Ramblings: Thank You, Thank You, No Thank You
I’m currently in the middle of writing all of the Thank You cards (it’s a long process, there are so many of them, and I’m not the most organized of people), and have been thinking back on how many wonderful people I have in my life. People who have really been there throughout my whole pregnancy and beyond. Most have been people who were there beforehand, others I became closer to during my pregnancy, and then there are a few people with whom I was close with before but who seem to have sadly disappeared. And then there are those who just popped up out of the blue!
There are so many people I want to thank, people who have shown they have cared in so many different ways. Calls and text messages and dinners and lunches and cards and gifts and visits and hugs and well wishes. I can’t even begin to explain how much this means to all of us! Being a new mum, living a little bit further out of the city than we used to can be a little isolating, but so many people have made it so much easier for me. Everything was so daunting in the beginning (and it still is to be honest – every day is a new adventure), and all the love just makes everything a little easier and me a little bit stronger in dealing with everything. I tell Luna every day how much she is loved, and it makes me so happy to be able to bring her up surrounded by so much love and so many wonderful people. So much love not just from here in NYC, but from all over the country and the world. And with the wonders of the internet in this day and age, when we move to California we will still be able to keep in touch daily with everyone here. I want Luna to know the city she was born in, as well as the city her grandmother lives in, the county I was born in in England, the city I grew up in in France, the town her father was born and raised in, and all of the other places that she would like to visit in this world. I want her to know all of amazing people who are in our lives, all of our wonderful friends, as they all have something important that they will bring to her life to enrich it, just by being themselves. In any case, I want to thank all of you people from the bottom of my heart. It feels incredible to feel so loved, and I hope that one day I can bring the same feeling into your lives somehow.
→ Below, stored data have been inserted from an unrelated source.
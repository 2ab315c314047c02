//! `CallMonitor`: telephony call state, consumed only by
//! [`crate::registry::SessionRegistry`]'s call-preemption policy (§4.7).
//!
//! Grounded on the same command/event split as [`crate::output_observer`]:
//! the capability exposes a change stream, never a request/response API,
//! since the core has nothing to ask a telephony stack to *do*.

use tokio::sync::broadcast;

/// A hook-state transition from the platform telephony stack.
#[derive(Debug, Clone, Copy, PartialEq, Eq)]
pub enum CallEvent {
    /// A call became active. The registry pauses every multimedia session
    /// and remembers which of them were playing.
    OffHook,
    /// The call ended. The registry resumes sessions it paused for
    /// `OffHook`, unless they are video sessions and headphones were
    /// disconnected in the interim.
    OnHook,
}

pub type CallEventReceiver = broadcast::Receiver<CallEvent>;

/// Watches the platform telephony stack for hook-state transitions.
pub trait CallMonitor: Send + Sync + 'static {
    /// Subscribe to hook-state transitions. Each call returns an
    /// independent receiver.
    fn subscribe(&self) -> CallEventReceiver;
}
/// Registers the Root/Player/TrackList trio at `key`'s session path and
/// spawns the task that forwards its event streams into `PropertiesChanged`
/// and the MPRIS signals.
async fn register_session_objects(
    object_server: &zbus::ObjectServer,
    connection: zbus::Connection,
    handle: DispatcherHandle,
    key: SessionKey,
) -> zbus::Result<()> {
    let path = session_path(key);
    object_server
        .at(path.clone(), MediaPlayer2Root)
        .await?;
    object_server
        .at(path.clone(), MediaPlayer2Player { handle: handle.clone(), key })
        .await?;
    object_server
        .at(path.clone(), MediaPlayer2TrackList { handle: handle.clone(), key })
        .await?;

    tokio::spawn(forward_session_events(connection, handle, key, path));
    Ok(())
}

async fn unregister_session_objects(object_server: &zbus::ObjectServer, key: SessionKey) {
    let path = session_path(key);
    let _ = object_server
        .remove::<MediaPlayer2Root, _>(path.clone())
        .await;
    let _ = object_server
        .remove::<MediaPlayer2Player, _>(path.clone())
        .await;
    let _ = object_server.remove::<MediaPlayer2TrackList, _>(path).await;
}

/// One task per session for its whole lifetime: drains the session's own
/// `SessionEvent`/`TrackListEvent` streams (each independently subscribed
/// through the dispatcher, never by holding the `PlayerSession` itself —
/// see `dispatcher::RegistryCommand::SubscribeSessionEvents`) and turns them
/// into `PropertiesChanged` notifications or the matching MPRIS signal.
async fn forward_session_events(
    connection: zbus::Connection,
    handle: DispatcherHandle,
    key: SessionKey,
    path: String,
) {
    let Some(mut session_events) = handle.subscribe_session_events(key).await else {
        return;
    };
    let Some(mut track_list_events) = handle.subscribe_track_list_events(key).await else {
        return;
    };
    let Ok(object_path) = ObjectPath::try_from(path.as_str()) else {
        return;
    };
    let Ok(emitter) = SignalEmitter::new(&connection, object_path) else {
        return;
    };

    loop {
        tokio::select! {
            event = session_events.recv() => {
                match event {
                    Ok(event) => forward_session_event(&emitter, event).await,
                    Err(tokio::sync::broadcast::error::RecvError::Lagged(n)) => {
                        warn!(session = %key, skipped = n, "session event forwarder lagged");
                    }
                    Err(tokio::sync::broadcast::error::RecvError::Closed) => break,
                }
            }
            event = track_list_events.recv() => {
                match event {
                    Ok(event) => forward_track_list_event(&emitter, event).await,
                    Err(tokio::sync::broadcast::error::RecvError::Lagged(n)) => {
                        warn!(session = %key, skipped = n, "track list event forwarder lagged");
                    }
                    Err(tokio::sync::broadcast::error::RecvError::Closed) => break,
                }
            }
        }
    }
}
A very, very special shout out goes to one wonderful young lady who I met years and years ago while she was DJing one Sunday night at The Skinny on Orchard St. We became fast friends over the months that succeeded that chance encounter and have been through many a story and an adventure together. She was always my choice for godmother from the moment I found out I was pregnant and she has been with me every step of the way. The most supportive friend I have ever had. Even today her daily messages still ask me how I am doing, making sure I am taking care of myself, eating the right things, getting enough sleep, feeling happy etc. I feel that we are so blessed having this amazing person in our lives, and she will be the best godmother that we could have chosen for Luna. I will always be happy that I decided to go out drinking against my better judgment that Sunday night years ago!
And now for the least important part, but something that I just need to get off my chest. I know that pregnancy and childbirth can change friendships, and I also know that it’s not always easy to hang out with the mother of a newborn (our attention is often elsewhere and we are usually running on an hour or 2 of sleep every single day). And therefore I would not expect even good friends to have to always make an effort in those first months… However, there are those one or two people you considered extremely close, as in best friend status, who just end up showing how they don’t really care that much anymore. You know that these people may appear out of the blue again when “my best friend had a baby” tops a Buzzfeed list, or someone posts a snarky article on Vice about how their best friend disappeared from sight once their baby took over their life, but at that point it’s not going to matter anymore. The damage was done the moment they couldn’t make contacting me a priority. It’s obvious that not everyone in your life is going to come visit you just after you give birth, and for that you should be more than thankful. No one wants to have to entertain visitors when they have slept about an hour over three nights, haven’t showered in maybe 2 days, and know that the apartment looks like hell but would rather sleep for 10 minutes than do the dishes. However, there are a few people who you expect to. People who you think you know inside out and vice versa. I guess this is when you realize that certain friendships have come to a natural end. It stings a little, but such is life. And they are the ones losing out in the end – I have only gained in my life! I‘m very lucky that this actually only really happened with one friend, but sad that it happened at the same time. I mean, how can you not want to come and visit those squishy little baby cheeks at least once?
In any case, to all of those of you who do care, and there are so many of you, thank you thank you thank you, you are all wonderful and it’s a blessing to be part of all of your lives. And even if we do have the next one in California, NYC will be as much a part of his or her life as it has been for Cesar, Luna and myself.